TER General Board

Re:HOW TO IDENTIFY WHERE A DRIVER IS FROM...
CelticLass 4159 reads
posted

and here is one


One hand on the wheel,
the other on the hooker next to him,
driving a rented Porsche,
blaring Frank Sinatra,pretending he is someone,
but wondering how he is going to get back to his room
without the wife finding the hooker.
VEGAS BABY

Dell74358 reads

One hand on wheel,
one hand on horn:
CHICAGO.

One hand on wheel,
middle finger out window:
NEW YORK.

One hand on wheel,
middle finger out window,
cutting across all lanes of traffic:
NEW JERSEY.

One hand on wheel,
one hand on newspaper,
foot solidly on accelerator:
BOSTON.

One hand on wheel,
one hand on nonfat
double decaf cappuccino,
cradling cell phone,
brick on accelerator,
gun in lap:
LOS ANGELES.

Both hands on wheel,
eyes shut,
both feet on brake,
quivering in terror:
INDIANA,
but driving in CALIFORNIA.

Both hands in air,
gesturing,
both feet on accelerator,
head turned to talk to
someone in back seat:
ITALY.

One hand on 12oz. double shot latte,
one knee on wheel, cradling cell phone,
foot on brake,
mind on radio game,
banging head on steering wheel
while stuck in traffic:
SEATTLE.

One hand on wheel,
one hand on hunting rifle,
alternating between both feet
being on the accelerator
and both feet on brake,
throwing McDonald's
bag out the window:
TEXAS.

Four-wheel drive pick-up truck,
shotgun mounted in rear window,
beer cans on floor,
squirrel tails attached to antenna:
OKLAHOMA.

Two hands gripping wheel,
blue hair barely
visible above windshield,
driving 35 on the Interstate
in the left lane
with the left blinker on:
FLORIDA.

One hand on the wheel,
the other on his sister:
ARKANSAS.

Can't say I've seen the Italian or Oklahoma drivers, but the rest is classic. Especially the Seattle drivers - apparently the Vancouver/Portland drivers have learned to mimic them perfectly.

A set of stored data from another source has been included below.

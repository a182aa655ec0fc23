use std::ffi::OsString;
use std::path::PathBuf;
use std::process::ExitCode;

use anyhow::Result;
use clap::error::ErrorKind;
use clap::Parser;

use dictgen::commands::{create_dict_command, CreateOptions};
use dictgen_core::guard::ProcessResources;
use dictgen_core::pipeline::DictionaryOutcome;

/// Write an AFL dictionary from the strings a binary's functions reference.
///
/// This CLI is a thin wrapper around `dictgen-core` (exposed in code as
/// `dictgen_core`); analysis, filtering and the file format live there.
#[derive(Parser, Debug)]
#[command(name = "create_dict", version, long_about = None)]
struct Cli {
    /// Binary to analyze.
    binary: PathBuf,

    /// Dictionary file to write (created or truncated).
    outfile: PathBuf,

    /// Anything after the two paths is accepted and ignored.
    #[arg(hide = true)]
    extra: Vec<OsString>,

    /// Settings file (JSON, or YAML when named *.yaml / *.yml).
    #[arg(long)]
    config: Option<PathBuf>,

    /// Address-space ceiling in bytes (0 = unlimited). Overrides DRILLER_MEM_LIMIT.
    #[arg(long)]
    mem_limit: Option<u64>,

    /// Seconds before the process is interrupted (0 = never). Overrides
    /// DRILLER_DICTIONARY_TIMEOUT.
    #[arg(long)]
    timeout: Option<u32>,

    /// Analysis backend (capstone, rizin).
    #[arg(long)]
    backend: Option<String>,

    /// Architecture hint when the header does not say (x86, x86_64, arm, arm64).
    #[arg(long)]
    arch: Option<String>,

    /// Per-function instruction budget for disassembling backends.
    #[arg(long)]
    max_instructions: Option<usize>,

    /// Explicit path to the backend tool (e.g. a rizin executable).
    #[arg(long)]
    backend_path: Option<PathBuf>,

    /// Only use immediates and PC-relative operands as string candidates.
    #[arg(long, default_value_t = false)]
    no_backward_slicing: bool,

    /// Reset tracked register state at every basic block.
    #[arg(long, default_value_t = false)]
    no_input_state: bool,
}

impl From<Cli> for CreateOptions {
    fn from(cli: Cli) -> Self {
        CreateOptions {
            binary: cli.binary,
            outfile: cli.outfile,
            config: cli.config,
            mem_limit: cli.mem_limit,
            timeout: cli.timeout,
            backend: cli.backend,
            arch: cli.arch,
            max_instructions: cli.max_instructions,
            backend_path: cli.backend_path,
            no_backward_slicing: cli.no_backward_slicing,
            no_input_state: cli.no_input_state,
        }
    }
}

fn main() -> Result<ExitCode> {
    env_logger::Builder::from_env(env_logger::Env::default().default_filter_or("info")).init();

    let cli = match Cli::try_parse() {
        Ok(cli) => cli,
        Err(e) => match e.kind() {
            ErrorKind::DisplayHelp | ErrorKind::DisplayVersion => e.exit(),
            ErrorKind::MissingRequiredArgument => {
                log::error!("incorrect number of arguments passed to create_dict");
                return Ok(ExitCode::FAILURE);
            }
            _ => {
                log::error!("{}", e.render().to_string().trim_end());
                return Ok(ExitCode::FAILURE);
            }
        },
    };

    if !cli.extra.is_empty() {
        log::warn!("ignoring {} extra argument(s)", cli.extra.len());
    }
    let opts = CreateOptions::from(cli);
    match create_dict_command(&opts, &ProcessResources)? {
        DictionaryOutcome::Written { .. } => Ok(ExitCode::SUCCESS),
        DictionaryOutcome::Empty => Ok(ExitCode::FAILURE),
    }
}
//! Analysis services: the backend-neutral model, concrete backends, and the
//! per-function string extraction that walks a recovered CFG.

pub mod analysis;
pub mod backends;
pub mod extraction;
#[cfg(feature = "capstone-backend")]
pub mod image;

A friend of mine from New Jersey once explained how New Jersey drivers go through a toll booth. Foot on gas, horn blowing, pretending to toss change in the bucket.

Apologies to New Jersey folks, especially those who have relocated to Boston.

CelticLass4160 reads

and here is one


One hand on the wheel,
the other on the hooker next to him,
driving a rented Porsche,
blaring Frank Sinatra,pretending he is someone,
but wondering how he is going to get back to his room
without the wife finding the hooker.